* SOURCE INFORMATION *

----

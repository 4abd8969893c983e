//! # Instance Validation
//!
//! Checks an in-memory [`Value`] against a type of a resolved
//! [`TypeRegistry`].
//!
//! ## Design
//!
//! Validation does not stop at the first problem. Every violation is
//! collected with the path (field names and sequence indices) to the
//! offending node, so a caller can report everything in one pass.
//!
//! Key uniqueness across a collection of instances is not a property of any
//! single instance; callers holding the collection use
//! [`check_unique_keys`].

use std::collections::BTreeMap;
use std::fmt;

use jadn_core::{BaseKind, FieldDefinition, TypeDefinition, TypeOptions, TypeRef, Value};
use thiserror::Error;

use crate::registry::TypeRegistry;

/// One step of a path into an instance.
#[derive(Debug, Clone, PartialEq, Eq)]
pub enum PathSegment {
    /// Field, member or map key name.
    Field(String),
    /// Sequence index.
    Index(usize),
}

impl fmt::Display for PathSegment {
    fn fmt(&self, f: &mut fmt::Formatter<'_>) -> fmt::Result {
        match self {
            Self::Field(name) => write!(f, "/{name}"),
            Self::Index(i) => write!(f, "/{i}"),
        }
    }
}

/// A single validation violation with structured context.
#[derive(Debug, Clone, PartialEq)]
pub struct Violation {
    /// Path from the root value to the violating node.
    pub path: Vec<PathSegment>,
    /// Type the node was checked against.
    pub type_name: String,
    /// Human-readable description of the violation.
    pub message: String,
}

impl Violation {
    /// The path rendered as `/a/0/b`; empty for the root.
    pub fn path_string(&self) -> String {
        self.path.iter().map(ToString::to_string).collect()
    }
}

impl fmt::Display for Violation {
    fn fmt(&self, f: &mut fmt::Formatter<'_>) -> fmt::Result {
        if self.path.is_empty() {
            write!(f, "  (root) [{}]: {}", self.type_name, self.message)
        } else {
            write!(f, "  {} [{}]: {}", self.path_string(), self.type_name, self.message)
        }
    }
}

/// Collection of validation violations.
#[derive(Debug, Clone, PartialEq)]
pub struct ValidationViolations {
    violations: Vec<Violation>,
}

impl ValidationViolations {
    /// Returns the number of violations.
    pub fn len(&self) -> usize {
        self.violations.len()
    }

    /// Returns true if there are no violations.
    pub fn is_empty(&self) -> bool {
        self.violations.is_empty()
    }

    /// Returns a slice of all violations.
    pub fn violations(&self) -> &[Violation] {
        &self.violations
    }

    /// Consumes self and returns the inner Vec.
    pub fn into_inner(self) -> Vec<Violation> {
        self.violations
    }
}

impl fmt::Display for ValidationViolations {
    fn fmt(&self, f: &mut fmt::Formatter<'_>) -> fmt::Result {
        for (i, v) in self.violations.iter().enumerate() {
            if i > 0 {
                writeln!(f)?;
            }
            write!(f, "{v}")?;
        }
        Ok(())
    }
}

/// Error during instance validation.
#[derive(Error, Debug, Clone, PartialEq)]
pub enum ValidationError {
    /// The requested root type is not in the registry.
    #[error("unknown type \"{type_name}\"")]
    UnknownType {
        /// Requested type name.
        type_name: String,
    },

    /// The value did not conform to the type.
    #[error("validation failed against type '{type_name}':\n{violations}")]
    Failed {
        /// Root type name.
        type_name: String,
        /// Every violation found.
        violations: ValidationViolations,
    },
}

impl ValidationError {
    /// Violations, when validation ran and failed.
    pub fn violations(&self) -> &[Violation] {
        match self {
            Self::Failed { violations, .. } => violations.violations(),
            Self::UnknownType { .. } => &[],
        }
    }
}

/// Validates values against the types of one registry.
#[derive(Debug, Clone, Copy)]
pub struct Validator<'r> {
    registry: &'r TypeRegistry,
}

----

* EXERCISE BRIEF *
Please show all lines from the entries that contain the word "ValidationViolations".

* YOUR SOLUTION *
pub struct ValidationViolations {
impl ValidationViolations {
impl fmt::Display for ValidationViolations {
        violations: ValidationViolations,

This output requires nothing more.